The Joe Rogan ExperienceJoe Rogan Experience #1925 - Sonny, from Best Ever Food Review Show
CHAPTERS
- 0:00 – 0:52
Sonny’s unlikely path: from “white trash Minnesota” to top travel creator
Sonny opens with gratitude and disbelief at being on JRE, framing his background of poverty, failed college attempts, and early career uncertainty. Joe presses him to explain how the whole food/travel journey began.
- 0:52 – 7:34
Minnesota → Korea: teaching English under the table and adapting to a new culture
Sonny recounts moving to South Korea in 2008 as his first major leap abroad, initially teaching conversational English without formal credentials. He explains Korea’s intense education culture and how living there broadened his cultural perspective.
- 7:34 – 9:50
Building filmmaking skills in Seoul: deliberate practice, expat networks, and corporate work
He describes pivoting from teaching into filmmaking, using systematic skill-building inspired by the 10,000-hour concept.

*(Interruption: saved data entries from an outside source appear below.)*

//! Predicate definitions for query filtering.

use super::{ExprId, PredId, QueryId};
use crate::arena::IdxRange;
use core::cmp::Ordering;

/// Comparison operators.
#[derive(Clone, Copy, Debug, PartialEq, Eq, Hash)]
pub enum CompareOp {
    Eq,
    Ne,
    Lt,
    Le,
    Gt,
    Ge,
}

impl CompareOp {
    /// Tests an ordering against the operator.
    #[inline]
    pub fn matches(self, ord: Ordering) -> bool {
        match self {
            CompareOp::Eq => ord == Ordering::Equal,
            CompareOp::Ne => ord != Ordering::Equal,
            CompareOp::Lt => ord == Ordering::Less,
            CompareOp::Le => ord != Ordering::Greater,
            CompareOp::Gt => ord == Ordering::Greater,
            CompareOp::Ge => ord != Ordering::Less,
        }
    }

    /// The operator with its operands swapped (`a < b` is `b > a`).
    pub fn flip(self) -> Self {
        match self {
            CompareOp::Lt => CompareOp::Gt,
            CompareOp::Le => CompareOp::Ge,
            CompareOp::Gt => CompareOp::Lt,
            CompareOp::Ge => CompareOp::Le,
            op => op,
        }
    }

    pub fn symbol(self) -> &'static str {
        match self {
            CompareOp::Eq => "=",
            CompareOp::Ne => "<>",
            CompareOp::Lt => "<",
            CompareOp::Le => "<=",
            CompareOp::Gt => ">",
            CompareOp::Ge => ">=",
        }
    }
}

/// Boolean predicate node.
#[derive(Clone, Copy, Debug, PartialEq, Eq)]
pub enum Predicate {
    Compare {
        left: ExprId,
        op: CompareOp,
        right: ExprId,
    },
    And(PredId, PredId),
    Or(PredId, PredId),
    Not(PredId),
    IsNull {
        expr: ExprId,
        negated: bool,
    },
    Between {
        expr: ExprId,
        low: ExprId,
        high: ExprId,
        negated: bool,
    },
    InList {
        expr: ExprId,
        list: IdxRange<ExprId>,
        negated: bool,
    },
    InSubquery {
        expr: ExprId,
        query: QueryId,
        negated: bool,
    },
    Exists {
        query: QueryId,
        negated: bool,
    },
    Like {
        expr: ExprId,
        pattern: ExprId,
        case_insensitive: bool,
        negated: bool,
    },
    /// A boolean expression (column, literal, CASE ..) used as a predicate.
    Expr(ExprId),
}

The Seoul expat ecosystem (Itaewon, creative communities) helped him land gigs and treat Korea like film school.
- 9:50 – 15:10
Eight years on visa runs: anxiety, improvisation, and living on the edge
Sonny reveals he stayed in Korea for eight years on repeated 90-day tourist visa runs, constantly leaving and re-entering. He details the stress of immigration scrutiny and the fear of being detained or deported.
- 15:10 – 19:32
Inventing a YouTube travel/food format: faster pacing, humor, and ‘bizarre foods’ storytelling
Burned out on corporate work, Sonny turns to YouTube after learning content marketing ideas and spotting a gap in travel content. Inspired by Zimmern and Bourdain, he pivots toward exotic foods because they come with built-in cultural stories.
- 19:32 – 24:10
Stinky tofu, the bandana origin, and the realities of ‘always diarrhea’ travel eating
They dive into Sonny’s stinky tofu experience, including revisiting Zimmern’s spot and pushing through anxiety. The conversation detours into Sonny’s bandana as a practical sweat solution and the ongoing digestive consequences of his job.
- 24:10 – 37:13
Blood, bile, and organs: tribal eating practices and how animals are killed
Sonny recounts intense experiences in Tanzania with groups like the Datoga and Maasai, including raw liver dipped in blood and gastric fluids. They discuss why organs are prized, cultural rules of distribution, and varying methods of dispatching animals.
- 37:13 – 56:09
Zebra hunting and conservation economics: ‘shopping with a rifle’ vs wildlife management
Joe and Sonny unpack Sonny’s zebra-hunting episode in South Africa and the controversy around fenced game reserves. They explore hunting-as-conservation arguments, pricing “menus,” meat ownership, and the emotional weight of taking a large animal.
- 56:09 – 1:09:45
Yak and whale meat on the table: Faroe Islands grindadráp and moral lines in food
Sonny produces dried yak and whale meat, leading into a detailed explanation of Faroe Islands pilot-whale drives. They debate why whales trigger stronger moral reactions, sustainability claims, and how media often omits the domestic ‘why’ behind traditions.
- 1:09:45 – 1:31:03
Hadzabe hunter-gatherers: monkey, poison arrows, dogs, and ‘time machine’ anthropology
Sonny describes traveling to the Hadzabe in Tanzania, filming largely solo, and confronting his most emotionally conflicted meal: monkey. He details their hunting system, arrow types (including poison), food scarcity cycles, and government/tourism dynamics.
- 1:31:03 – 2:07:28
Worst tastes and viral risks: stingray liver, organ series in Vietnam, and ‘mad honey’ arrives
They swap ‘worst food’ candidates (stingray liver) and then shift to the mad honey topic that connected Sonny and Joe. Sonny explains the Nepal cliff-harvest process, neurotoxic effects, and the unpredictability of dosing.
- 2:07:28 – 2:56:28
Vietnam as home base: building the channel, team growth, language challenges, and the Egypt disaster
Sonny returns to his origin story—how he moved from Korea to Vietnam to bet everything on YouTube, eventually building a 20-person team. He then recounts Egypt as his worst production: gear confiscation, hostile bureaucracy, forced deletions, and unexpected policy change after the series went viral.